* _PROBLEM DETAILS_
Output all records verbatim.

Segment Start: DATA UNDER STUDY

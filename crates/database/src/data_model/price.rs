use async_trait::async_trait;
use chrono::{DateTime, Local};
use indexmap::IndexMap;
use model::{
    location::Location,
    price::{PriceObservation, PriceStatistics},
    station::Station,
    WithId,
};
use price_tracking::database::{PriceRepo, Result};
use sqlx::prelude::FromRow;
use utility::id::Id;

use crate::{
    queries::price::{insert, latest_row, link_station, since, station_links},
    PgDatabaseAutocommit, PgDatabaseTransaction,
};

#[derive(Debug, Clone, FromRow)]
pub struct ObservationRow {
    pub id: i64,
    pub location_id: i64,
    pub datetime: DateTime<Local>,
    pub min_amount: f64,
    pub max_amount: f64,
    pub average_amount: f64,
    pub median_amount: f64,
}

impl ObservationRow {
    pub fn to_model(self, stations: Vec<i64>) -> WithId<PriceObservation> {
        WithId::new(
            Id::new(self.id),
            PriceObservation {
                location: Id::new(self.location_id),
                datetime: self.datetime,
                stations: stations.into_iter().map(Id::new).collect(),
                stats: PriceStatistics {
                    min_amount: self.min_amount,
                    max_amount: self.max_amount,
                    average_amount: self.average_amount,
                    median_amount: self.median_amount,
                },
            },
        )
    }
}

/// One row of the observation-with-links join; `station_id` is null for
/// observations without any cheapest station.
#[derive(Debug, Clone, FromRow)]
pub struct ObservationStationRow {
    pub id: i64,
    pub location_id: i64,
    pub datetime: DateTime<Local>,
    pub min_amount: f64,
    pub max_amount: f64,
    pub average_amount: f64,
    pub median_amount: f64,
    pub station_id: Option<i64>,
}

/// Collapses the join rows back into observations. An index map keeps the
/// datetime order the database returned the rows in.
pub fn gather(rows: Vec<ObservationStationRow>) -> Vec<WithId<PriceObservation>> {
    let mut by_ids: IndexMap<i64, WithId<PriceObservation>> = IndexMap::new();
    for row in rows {
        let entry = by_ids.entry(row.id).or_insert_with(|| {
            WithId::new(
                Id::new(row.id),
                PriceObservation {
                    location: Id::new(row.location_id),
                    datetime: row.datetime,
                    stations: vec![],
                    stats: PriceStatistics {
                        min_amount: row.min_amount,
                        max_amount: row.max_amount,
                        average_amount: row.average_amount,
                        median_amount: row.median_amount,
                    },
                },
            )
        });
        if let Some(station_id) = row.station_id {
            entry.content.stations.push(Id::new(station_id));
        }
    }
    by_ids.into_values().collect()
}

#[async_trait]
impl PriceRepo for PgDatabaseAutocommit {
    async fn latest_observation(
        &mut self,
        location: Id<Location>,
    ) -> Result<Option<WithId<PriceObservation>>> {
        match latest_row(&self.pool, location).await? {
            Some(row) => {
                let links =
                    station_links(&self.pool, Id::new(row.id)).await?;
                Ok(Some(row.to_model(links)))
            }
            None => Ok(None),
        }
    }

    async fn insert_observation(
        &mut self,
        location: Id<Location>,
        stats: PriceStatistics,
        stations: &[Id<Station>],
    ) -> Result<WithId<PriceObservation>> {
        let row = insert(&self.pool, location, &stats).await?;
        for station in stations {
            link_station(&self.pool, Id::new(row.id), station.raw()).await?;
        }
        let links = stations.iter().map(|station| station.raw()).collect();
        Ok(row.to_model(links))
    }

    async fn observations_since(
        &mut self,
        location: Id<Location>,
        cutoff: Option<DateTime<Local>>,
    ) -> Result<Vec<WithId<PriceObservation>>> {
        since(&self.pool, location, cutoff).await
    }
}

#[async_trait]
impl<'a> PriceRepo for PgDatabaseTransaction<'a> {
    async fn latest_observation(
        &mut self,
        location: Id<Location>,
    ) -> Result<Option<WithId<PriceObservation>>> {
        match latest_row(&mut *self.tx, location).await? {
            Some(row) => {
                let links =
                    station_links(&mut *self.tx, Id::new(row.id)).await?;
                Ok(Some(row.to_model(links)))
            }
            None => Ok(None),
        }
    }

    async fn insert_observation(
        &mut self,
        location: Id<Location>,
        stats: PriceStatistics,
        stations: &[Id<Station>],
    ) -> Result<WithId<PriceObservation>> {
        let row = insert(&mut *self.tx, location, &stats).await?;
        for station in stations {
            link_station(&mut *self.tx, Id::new(row.id), station.raw()).await?;
        }
        let links = stations.iter().map(|station| station.raw()).collect();
        Ok(row.to_model(links))
    }

    async fn observations_since(
        &mut self,
        location: Id<Location>,
        cutoff: Option<DateTime<Local>>,
    ) -> Result<Vec<WithId<PriceObservation>>> {
        since(&mut *self.tx, location, cutoff).await
    }
}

Segment End: DATA UNDER STUDY

* _ANSWER AREA_
filename crates/database/src/data_model/price.rs
use async_trait::async_trait;
use chrono::{DateTime, Local};
use indexmap::IndexMap;
use model::{
    location::Location,
    price::{PriceObservation, PriceStatistics},
    station::Station,
    WithId,
};
use price_tracking::database::{PriceRepo, Result};
use sqlx::prelude::FromRow;
use utility::id::Id;

use crate::{
    queries::price::{insert, latest_row, link_station, since, station_links},
    PgDatabaseAutocommit, PgDatabaseTransaction,
};

#[derive(Debug, Clone, FromRow)]
pub struct ObservationRow {
    pub id: i64,
    pub location_id: i64,
    pub datetime: DateTime<Local>,
    pub min_amount: f64,
    pub max_amount: f64,
    pub average_amount: f64,
    pub median_amount: f64,
}

impl ObservationRow {
    pub fn to_model(self, stations: Vec<i64>) -> WithId<PriceObservation> {
        WithId::new(
            Id::new(self.id),
            PriceObservation {
                location: Id::new(self.location_id),
                datetime: self.datetime,
                stations: stations.into_iter().map(Id::new).collect(),
                stats: PriceStatistics {
                    min_amount: self.min_amount,
                    max_amount: self.max_amount,
                    average_amount: self.average_amount,
                    median_amount: self.median_amount,
                },
            },
        )
    }
}

/// One row of the observation-with-links join; `station_id` is null for
/// observations without any cheapest station.
#[derive(Debug, Clone, FromRow)]
pub struct ObservationStationRow {
    pub id: i64,
    pub location_id: i64,
    pub datetime: DateTime<Local>,
    pub min_amount: f64,
    pub max_amount: f64,
    pub average_amount: f64,
    pub median_amount: f64,
    pub station_id: Option<i64>,
}

/// Collapses the join rows back into observations. An index map keeps the
/// datetime order the database returned the rows in.
pub fn gather(rows: Vec<ObservationStationRow>) -> Vec<WithId<PriceObservation>> {
    let mut by_ids: IndexMap<i64, WithId<PriceObservation>> = IndexMap::new();
    for row in rows {
        let entry = by_ids.entry(row.id).or_insert_with(|| {
            WithId::new(
                Id::new(row.id),
                PriceObservation {
                    location: Id::new(row.location_id),
                    datetime: row.datetime,
                    stations: vec![],
                    stats: PriceStatistics {
                        min_amount: row.min_amount,
                        max_amount: row.max_amount,
                        average_amount: row.average_amount,
                        median_amount: row.median_amount,
                    },
                },
            )
        });
        if let Some(station_id) = row.station_id {
            entry.content.stations.push(Id::new(station_id));
        }
    }
    by_ids.into_values().collect()
}

#[async_trait]
impl PriceRepo for PgDatabaseAutocommit {
    async fn latest_observation(
        &mut self,
        location: Id<Location>,
    ) -> Result<Option<WithId<PriceObservation>>> {
        match latest_row(&self.pool, location).await? {
            Some(row) => {
                let links =
                    station_links(&self.pool, Id::new(row.id)).await?;
                Ok(Some(row.to_model(links)))
            }
            None => Ok(None),
        }
    }

    async fn insert_observation(
        &mut self,
        location: Id<Location>,
        stats: PriceStatistics,
        stations: &[Id<Station>],
    ) -> Result<WithId<PriceObservation>> {
        let row = insert(&self.pool, location, &stats).await?;
        for station in stations {
            link_station(&self.pool, Id::new(row.id), station.raw()).await?;
        }
        let links = stations.iter().map(|station| station.raw()).collect();
        Ok(row.to_model(links))
    }

    async fn observations_since(
        &mut self,
        location: Id<Location>,
        cutoff: Option<DateTime<Local>>,
    ) -> Result<Vec<WithId<PriceObservation>>> {
        since(&self.pool, location, cutoff).await
    }
}

#[async_trait]
impl<'a> PriceRepo for PgDatabaseTransaction<'a> {
    async fn latest_observation(
        &mut self,
        location: Id<Location>,
    ) -> Result<Option<WithId<PriceObservation>>> {
        match latest_row(&mut *self.tx, location).await? {
            Some(row) => {
                let links =
                    station_links(&mut *self.tx, Id::new(row.id)).await?;
                Ok(Some(row.to_model(links)))
            }
            None => Ok(None),
        }
    }

    async fn insert_observation(
        &mut self,
        location: Id<Location>,
        stats: PriceStatistics,
        stations: &[Id<Station>],
    ) -> Result<WithId<PriceObservation>> {
        let row = insert(&mut *self.tx, location, &stats).await?;
        for station in stations {
            link_station(&mut *self.tx, Id::new(row.id), station.raw()).await?;
        }
        let links = stations.iter().map(|station| station.raw()).collect();
        Ok(row.to_model(links))
    }

    async fn observations_since(
        &mut self,
        location: Id<Location>,
        cutoff: Option<DateTime<Local>>,
    ) -> Result<Vec<WithId<PriceObservation>>> {
        since(&mut *self.tx, location, cutoff).await
    }
}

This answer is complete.